Similar sADPs induced by stimulation of muscarinic acetylcholine receptors or metabotropic glutamate receptors were reported in layer V neocortex neurons (Greene et al. 1994; Haj-Dahmane and Andrade 1998), layer II–III olfactory cortex neurons (Constanti et al.1993) and hippocampal CA1 pyramidal neurons (Fraser and MacVicar 1996). All these studies unanimously revealed that sADP is triggered by calcium influx. We therefore assumed that the present sADP induced by dopamine in LA neurons were also triggered by calcium influx. First, to check whether action potentials are necessary for the sADP or not, we used TTX (0.5 µM) to block sodium channels. Even in the presence of TTX, DA-induced sADP was observed (Fig. 3, A and D; from –2.70 ± 1.22 to 20.47 ± 5.64 mV·S, n = 6, P < 0.005). Next we tested effects of calcium channel blockade on the sADP. After bath application of dopamine, the sADP was induced within 3-5min. Bath application of the voltage-dependent calcium channel (VDCC) blocker cadmium (250 µM) abolished sADP induced by dopamine (Fig. 3, B and D; control, –2.31 ± 1.27 mV·S; dopamine, 19.10 ± 3.69 mV·S; cadmium, 2.54 ± 3.53 mV·S; n = 4, P < 0.05). To further confirm the necessity of calcium influx for sADP, we chelated intracellular calcium by adding BAPTA (10 mM) to the internal solution. With BAPTA (10 mM), bath application of dopamine failed to induce sADP (Fig. 3, C and D; from –7.81 ± 1.56 to 1.09 ± 1.03 mV·S, n = 7). To test involvement of calcium release from internal stores in the present sADP, we used the calcium store depletor CPA (30 µM).

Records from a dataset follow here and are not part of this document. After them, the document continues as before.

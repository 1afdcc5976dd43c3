//! Scenario files and their replay.
//!
//! ```json
//! {
//!   "field_name": "field_page",
//!   "layouts": [{ "id": "two_col", "label": "Two columns", "regions": ["left", "right"] }],
//!   "settings": { "target_bundles": ["text"], "layout_bundles": ["section"] },
//!   "steps": [
//!     { "step": "add_section", "bundle": "section" },
//!     { "step": "submit", "trigger": { "action": "save", "delta": 0,
//!       "submission": { "layout": "two_col" } } },
//!     { "step": "add_item", "bundle": "text", "layout": 0, "region": "right" },
//!     { "step": "drag", "key": 1, "target": { "kind": "disabled" } },
//!     { "step": "sync" }
//!   ]
//! }
//! ```
//!
//! Keys and deltas always refer to the most recent render.

use anyhow::{anyhow, Context, Result};
use erlapp::api::{Action, WidgetApi};
use erlapp::commands::{CmdMessage, CmdResult};
use erlapp::config::WidgetSettings;
use erlapp::editor::{DropOutcome, GrabTarget, StructuralEditor};
use erlapp::model::LayoutDefinition;
use erlapp::placement::{Container, NodeKey, Sibling};
use erlapp::store::memory::{InMemoryEntityStore, StaticLayoutRegistry};
use erlapp::view::WidgetView;
use serde::Deserialize;
use std::path::Path;

fn default_field_name() -> String {
    "field_layout".to_string()
}

#[derive(Debug, Deserialize)]
#[serde(deny_unknown_fields)]
pub struct Scenario {
    #[serde(default = "default_field_name")]
    pub field_name: String,
    #[serde(default)]
    pub layouts: Vec<LayoutDefinition>,
    #[serde(default)]
    pub settings: Option<WidgetSettings>,
    #[serde(default)]
    pub steps: Vec<Step>,
}

#[derive(Debug, Clone, PartialEq, Deserialize)]
#[serde(tag = "step", rename_all = "snake_case")]
pub enum Step {
    /// Drag `key` by its handle and drop it before `sibling` in `target`.
    Drag {
        key: NodeKey,
        target: Container,
        #[serde(default)]
        sibling: Option<Sibling>,
    },
    MoveUp {
        key: NodeKey,
    },
    MoveDown {
        key: NodeKey,
    },
    /// Press a region's "Create New" button for `bundle`.
    AddItem {
        bundle: String,
        layout: NodeKey,
        region: String,
    },
    /// Press an "Add section" button, placing the section after `after`.
    AddSection {
        bundle: String,
        #[serde(default)]
        after: Option<NodeKey>,
    },
    /// Post the form with a triggering action.
    Submit {
        trigger: Action,
    },
    /// Post the form without a trigger.
    Sync,
}

impl Step {
    pub fn name(&self) -> &'static str {
        match self {
            Step::Drag { .. } => "drag",
            Step::MoveUp { .. } => "move_up",
            Step::MoveDown { .. } => "move_down",
            Step::AddItem { .. } => "add_item",
            Step::AddSection { .. } => "add_section",
            Step::Submit { .. } => "submit",
            Step::Sync => "sync",
        }
    }
}

impl Scenario {
    pub fn from_file(path: &Path) -> Result<Self> {
        let text = std::fs::read_to_string(path)
            .with_context(|| format!("reading scenario {}", path.display()))?;
        serde_json::from_str(&text).with_context(|| format!("parsing scenario {}", path.display()))
    }
}

fn step_message(key: NodeKey, moved: bool) -> CmdMessage {
    if moved {
        CmdMessage::info(format!("Moved item {}", key))
    } else {
        CmdMessage::warning(format!("Item {} cannot move further", key))
    }
}

pub type Widget = WidgetApi<InMemoryEntityStore, StaticLayoutRegistry>;

/// A widget plus the editor attached to its latest render.
pub struct Driver {
    widget: Widget,
    editor: StructuralEditor,
}

impl Driver {
    pub fn new(field_name: &str, layouts: Vec<LayoutDefinition>, settings: WidgetSettings) -> Self {
        let widget = WidgetApi::new(
            field_name,
            InMemoryEntityStore::new(),
            StaticLayoutRegistry::new(layouts),
            settings,
        );
        let editor = StructuralEditor::attach(&widget.refresh());
        Self { widget, editor }
    }

    pub fn widget(&self) -> &Widget {
        &self.widget
    }

    pub fn widget_mut(&mut self) -> &mut Widget {
        &mut self.widget
    }

    pub fn view(&self) -> WidgetView {
        self.widget.refresh()
    }

    /// Applies one step and returns what it reported.
    pub fn apply(&mut self, step: &Step) -> Result<Vec<CmdMessage>> {
        tracing::debug!(step = step.name(), "apply");
        match step {
            Step::Drag {
                key,
                target,
                sibling,
            } => {
                if self.editor.grab(*key, GrabTarget::Handle).is_none() {
                    return Ok(vec![CmdMessage::warning(format!("Item {} cannot be dragged", key))]);
                }
                Ok(match self.editor.drop(target, sibling.as_ref()) {
                    DropOutcome::Moved => vec![CmdMessage::info(format!("Moved item {}", key))],
                    DropOutcome::Rejected => {
                        vec![CmdMessage::warning(format!("Drop of item {} rejected", key))]
                    }
                })
            }
            Step::MoveUp { key } => {
                let moved = self.editor.move_up(*key);
                Ok(vec![step_message(*key, moved)])
            }
            Step::MoveDown { key } => {
                let moved = self.editor.move_down(*key);
                Ok(vec![step_message(*key, moved)])
            }
            Step::AddItem {
                bundle,
                layout,
                region,
            } => {
                let request = self
                    .editor
                    .request_add_item(bundle, *layout, region)
                    .ok_or_else(|| anyhow!("section {} has no region '{}'", layout, region))?;
                self.post(Some(Action::Add(request)))
            }
            Step::AddSection { bundle, after } => {
                let request = self.editor.request_add_section(bundle, *after);
                self.post(Some(Action::Add(request)))
            }
            Step::Submit { trigger } => self.post(Some(trigger.clone())),
            Step::Sync => self.post(None),
        }
    }

    /// Posts the form as the editor currently sees it, then re-attaches.
    fn post(&mut self, trigger: Option<Action>) -> Result<Vec<CmdMessage>> {
        let result: CmdResult = self.widget.submit(self.editor.submission(trigger))?;
        self.editor = StructuralEditor::attach(&self.widget.refresh());
        Ok(result.messages)
    }
}
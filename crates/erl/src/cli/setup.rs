use clap::{Parser, Subcommand};
use std::path::PathBuf;

#[derive(Parser, Debug)]
#[command(name = "erl", bin_name = "erl", version)]
#[command(about = "Replay layout-region widget sessions", long_about = None)]
pub struct Cli {
    #[command(subcommand)]
    pub command: Commands,

    /// Verbose output
    #[arg(short, long, global = true, help_heading = "Options")]
    pub verbose: bool,

    /// Widget settings file (TOML)
    #[arg(short, long, global = true, value_name = "FILE", help_heading = "Options")]
    pub config: Option<PathBuf>,
}

#[derive(Subcommand, Debug)]
pub enum Commands {
    /// Replay a scenario and print the resulting widget
    Run {
        /// Scenario file (JSON)
        scenario: PathBuf,

        /// Print the view and field values as JSON
        #[arg(long)]
        json: bool,

        /// Save every entity at the end and print the stored field values
        #[arg(long)]
        commit: bool,
    },

    /// Print the effective widget settings
    Settings,
}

Bath application of CPA still allowed induction of the DA-induced sADP (Fig. 3D; from –1.96 ± 2.16 to 16.47 ± 7.22 mV·S, n = 3), ruling out an essential involvement of calcium stores. These results showed that the present DA-induced sADP is triggered by calcium influx, and is generated by membrane depolarization irrespective of whether action potentials are fired or not.

View larger version (18K): [in this window] [in a new window]   FIG. 3. Calcium influx required for generating sADP. A: after bath application of dopamine (50 µM), sADP was induced by a depolarizing current (200 pA, 500 ms), even in the presence of TTX (0.5 µM). TTX was always present in the external solution in this experiment. B: with bath application of cadmium (250 µM), the amplitude of the sADP induced by dopamine was reduced. C: dopamine failed to induce sADP with 10 mM bis-(o-aminophenoxy)-N,N,N',N' tetraacetic acid (BAPTA). Right: time course of the dopamine effects on the area sADP with BAPTA (10 mM). D: calcium store depletor cyclopiazonic acid (CPA, 30 µM) left the sADP unchanged. Right: time course of the dopamine effects on the area sADP with CPA. E: across group comparison of the area sADP. Dopamine increased the area sADP even in the presence of TTX or CPA. Cadmium significantly reduced the area sADP induced by dopamine. With BAPTA, the area sADP induced by dopamine was significantly smaller.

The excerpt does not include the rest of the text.